3. **Development section**: For developing parts of the final funciton and troubleshooting.

4. **Final Script**: You can skip to this section to run the final function.

5. **Code Sandbox**: Contains scraps of code that may be useful for future development


## TODOS

- Decide on whether we should use "reduce" from "functools" to combine the susbets, or use repeated merges. The second option involves more code, but the first requires an additional module to be used. Unclear which is computatinoally more intensive.


- If the variable is flagged by _eraqc it should be ignored prior to standardization. So for example if precip at :01 is flagged, but precip at :06 is not, the obs at :06 is the one kept etc. We potentially might need to think on if there are qaqc flags that "are okay to keep" and one's that are not.


- Could, in the future, make a library and use a custom resampler on the entire dataset, rather than splitting it inter subsets and performing resampling separately on each (as is done currently)

- address the following warning: 


        SettingWithCopyWarning: 
        A value is trying to be set on a copy of a slice from a DataFrame.
        Try using .loc[row_indexer,col_indexer] = value instead



## Methodology

We break the input dataset into four subsets and then perform resampling on each one between combining them into a single result.


**1. constant variables**


<ins>Includes</ins>: columns like elevation and station name, which stay the same through time AND time variables that are the same within each hour


<ins>Method</ins>: Take the first value to "replace" in the new time stamp. Use "first()" resampler. Only the "time" column will be modified, to be the top of the hour. All others (day, month, year, date) are constant within each hour. Use "first()" resampler.



**2. QA/QC flags**


<ins>Method</ins>: start off with treating them like strings, and concatenanting, with a comma


<ins>Notes</ins>: There's an exception here: if the variable is flagged by _eraqc it should be ignored prior to standardization. So for example if precip at :01 is flagged, but precip at :06 is not, the obs at :06 is the one kept etc. We potentially might need to think on if there are qaqc flags that "are okay to keep" and one's that are not.


**3. summed variables**

<ins>Includes</ins>: variables where standard is to sum across the hour
- precipitation
- solar radiation

<ins>Method</ins>: summed within each hour (using ".sum() resampler"). 

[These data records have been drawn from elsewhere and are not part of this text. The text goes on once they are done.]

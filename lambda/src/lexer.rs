use chumsky::prelude::*;

use crate::{parser::ParseError, prelude::*};

#[derive(PartialEq, Eq, Hash, Clone, derive_more::Display, Debug)]
pub enum Token {
    #[display(fmt = "\\")]
    Lambda,
    #[display(fmt = "(")]
    LParen,
    #[display(fmt = ")")]
    RParen,
    #[display(fmt = ".")]
    Dot,
    #[display(fmt = "=")]
    Equal,
    #[display(fmt = "{_0}")]
    Ident(Identifier),
    /// The digits of an integer literal, range checked by the parser.
    #[display(fmt = "{_0}")]
    Nat(Identifier),
    #[display(fmt = "{_0}")]
    Invalid(char),
    #[display(fmt = "end of the input")]
    End,
}

#[derive(PartialEq, Eq, Hash, Clone, Copy, derive_more::Display, Debug)]
pub enum TokenKind {
    #[display(fmt = "lambda")]
    Lambda,
    #[display(fmt = "bracket-open")]
    LParen,
    #[display(fmt = "bracket-close")]
    RParen,
    #[display(fmt = "dot")]
    Dot,
    #[display(fmt = "equals")]
    Equal,
    #[display(fmt = "identifier")]
    Ident,
    #[display(fmt = "integer literal")]
    Nat,
    #[display(fmt = "invalid character")]
    Invalid,
    #[display(fmt = "end of the input")]
    End,
}

impl Token {
    pub fn kind(&self) -> TokenKind {
        match self {
            Token::Lambda => TokenKind::Lambda,
            Token::LParen => TokenKind::LParen,
            Token::RParen => TokenKind::RParen,
            Token::Dot => TokenKind::Dot,
            Token::Equal => TokenKind::Equal,
            Token::Ident(_) => TokenKind::Ident,
            Token::Nat(_) => TokenKind::Nat,
            Token::Invalid(_) => TokenKind::Invalid,
            Token::End => TokenKind::End,
        }
    }
}

/// Symbols that may appear in identifiers, so that operators lex like any other name.
const OPERATOR_SYMBOLS: &str = "+-*/%^&#|~?<>";

pub fn is_ident_start(c: char) -> bool {
    c.is_ascii_alphabetic() || c == '_' || OPERATOR_SYMBOLS.contains(c)
}

pub fn is_ident_continue(c: char) -> bool {
    is_ident_start(c) || c.is_ascii_digit()
}

pub fn lexer() -> impl Parser<char, Vec<Spanned<Token>>, Error = Simple<char>> + Clone {
    let ident = filter(|c: &char| is_ident_start(*c))
        .chain(filter(|c: &char| is_ident_continue(*c)).repeated())
        .collect::<String>()
        .map(|s| Token::Ident(Identifier::new(s)));
    let nat = filter(|c: &char| c.is_ascii_digit())
        .repeated()
        .at_least(1)
        .collect::<String>()
        .map(|s| Token::Nat(Identifier::new(s)));
    let symbols = choice((
        just('\\').to(Token::Lambda),
        just('(').to(Token::LParen),
        just(')').to(Token::RParen),
        just('.').to(Token::Dot),
        just('=').to(Token::Equal),
    ));
    // Anything else still becomes a token; the parser reports it where it expected something.
    let invalid = any().map(Token::Invalid);
    let token = choice((ident, nat, symbols, invalid))
        .map_with_span(|value, span| Spanned { span, value });
    text::whitespace()
        .ignore_then(token.then_ignore(text::whitespace()).repeated())
        .then_ignore(end())
}

/// Cursor over the tokens of one statement, handing out a single token at a time.
pub struct Lexer {
    tokens: std::vec::IntoIter<Spanned<Token>>,
    eoi: Span,
}

impl Lexer {
    pub fn new(input: &str) -> Result<Self, ParseError> {
        let len = input.chars().count();
        let tokens = lexer().parse(input).map_err(|es| {
            let (span, message) = es
                .into_iter()
                .next()
                .map(|e| (e.span(), e.to_string()))
                .unwrap_or_else(|| (0..len, "Could not tokenize the input".to_string()));
            ParseError::Lex { span, message }
        })?;
        Ok(Lexer {
            tokens: tokens.into_iter(),
            eoi: len..len + 1,
        })
    }

    /// Advances the cursor. Once the input is exhausted this keeps returning [`Token::End`].
    pub fn next_token(&mut self) -> Spanned<Token> {
        self.tokens.next().unwrap_or_else(|| Spanned {
            span: self.eoi.clone(),
            value: Token::End,
        })
    }
}
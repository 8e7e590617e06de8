use std::ops::ControlFlow;

use rustyline::{error::ReadlineError, Editor};
use thiserror::Error;

#[derive(Error, Debug)]
pub enum Error<E> {
    #[error(transparent)]
    Readline(ReadlineError),
    #[error("Eval failed: {0:?}")]
    EvalError(E),
}

pub trait Repl {
    type Error: std::fmt::Debug;
    const HISTORY: Option<&'static str> = None;
    const PROMPT: &'static str = ">> ";
    /// Handles one complete input. `ControlFlow::Break` ends the session.
    fn evaluate(&mut self, input: String) -> Result<ControlFlow<()>, Self::Error>;
}

/// Joins a line ending with `\` onto the pending input, returning the completed input otherwise.
fn accumulate(pending: &mut Option<String>, mut line: String) -> Option<String> {
    if line.ends_with('\\') {
        line.pop();
        line.push('\n');
        match pending.as_mut() {
            Some(input) => input.push_str(line.as_str()),
            None => *pending = Some(line),
        }
        return None;
    }
    Some(match pending.take() {
        Some(mut input) => {
            input.push_str(line.as_str());
            input
        }
        None => line,
    })
}

pub fn start_repl<R: Repl>(mut repl: R) -> Result<(), Error<R::Error>> {
    let mut editor = Editor::<()>::new();
    if let Some(history) = R::HISTORY {
        editor.load_history(history).ok();
    }
    let mut pending: Option<String> = None;
    loop {
        match editor.readline(R::PROMPT) {
            Ok(line) => {
                let input = match accumulate(&mut pending, line) {
                    Some(input) => input,
                    None => continue,
                };
                editor.add_history_entry(input.as_str());
                let flow = repl.evaluate(input).map_err(Error::EvalError)?;
                if let Some(history) = R::HISTORY {
                    editor.save_history(history).map_err(Error::Readline)?;
                }
                if flow.is_break() {
                    println!("Bye!");
                    break Ok(());
                }
            }
            Err(ReadlineError::Interrupted | ReadlineError::Eof) => {
                println!("Bye!");
                break Ok(());
            }
            Err(e) => break Err(Error::Readline(e)),
        }
    }
}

**4. instantaneous variables**

<ins>Includes</ins>: variables where standard is to take one instantaneous value, find observation closest to top of the hour
- temperature
- dewpoint
- wind speed
- direction
- relative humidity
- air pressure

<ins>Method</ins>: summed within each hour (using ".first() resampler"). 

## Setup

In [3]:
#TODO: could use this as an alternative to multiple merges, for combining the subsets into the final output dataframe
from functools import reduce

import boto3
import geopandas as gpd
import numpy as np
import pandas as pd
import xarray as xr
import matplotlib.pyplot as plt
from io import BytesIO, StringIO
import scipy.stats as stats

import s3fs
import tempfile # Used for downloading (and then deleting) netcdfs to local drive from s3 bucket
import os
from shapely.geometry import Point

# Silence warnings
import warnings
from shapely.errors import ShapelyDeprecationWarning

warnings.filterwarnings("ignore", category=RuntimeWarning)
warnings.filterwarnings("ignore", category=ShapelyDeprecationWarning) # Warning is raised when creating Point object from coords. Can't figure out why. 

In [4]:
## Set AWS credentials
s3 = boto3.resource("s3")
s3_cl = boto3.client('s3') # for lower-level processes

## Set relative paths to other folders and objects in repository.
bucket_name = "wecc-historical-wx"
wecc_terr = "s3://wecc-historical-wx/0_maps/WECC_Informational_MarineCoastal_Boundary_land.shp"
wecc_mar = "s3://wecc-historical-wx/0_maps/WECC_Informational_MarineCoastal_Boundary_marine.shp"

In [5]:
# Define temporary directory in local drive for downloading data from S3 bucket
# If the directory doesn't exist, it will be created
# If we used zarr, this wouldn't be neccessary 
temp_dir = "./tmp"
if not os.path.exists(temp_dir): 
    os.mkdir(temp_dir)

In [6]:
def open_log_file_merge(file):
    global log_file
    log_file = file

In [7]:
def read_nc_from_s3(network_name, station_id, temp_dir):
    """Read netcdf file containing station data for a single station of interest from AWS s3 bucket 

    Parameters
    ----------
    network_name: str 
        Name of network (i.e. "ASOSAWOS")
        Must correspond with a valid directory in the s3 bucket (i.e. "CAHYDRO", "CDEC", "ASOSAWOS")
    station_id: str
        Station identifier; i.e. the name of the netcdf file in the bucket (i.e. "ASOSAWOS_72012200114.nc")
    
    Returns 
    -------
    station_data: xr.Dataset 
    
    Notes
    -----
    The data is first downloaded from AWS into a tempfile, which is then deleted after xarray reads in the file 
    I'd like to see us use a zarr workflow if possible to avoid this. 

    """

    # Temp file for downloading from s3
    temp_file = tempfile.NamedTemporaryFile(
        dir = temp_dir, 
        prefix = "", 
        suffix = ".nc",
        delete = True
    )

    # Create s3 file system 
    s3 = s3fs.S3FileSystem(anon=False)

    # Get URL to netcdf in S3
    s3_url = 's3://wecc-historical-wx/3_qaqc_wx_dev/{}/{}.nc'.format(network_name, station_id)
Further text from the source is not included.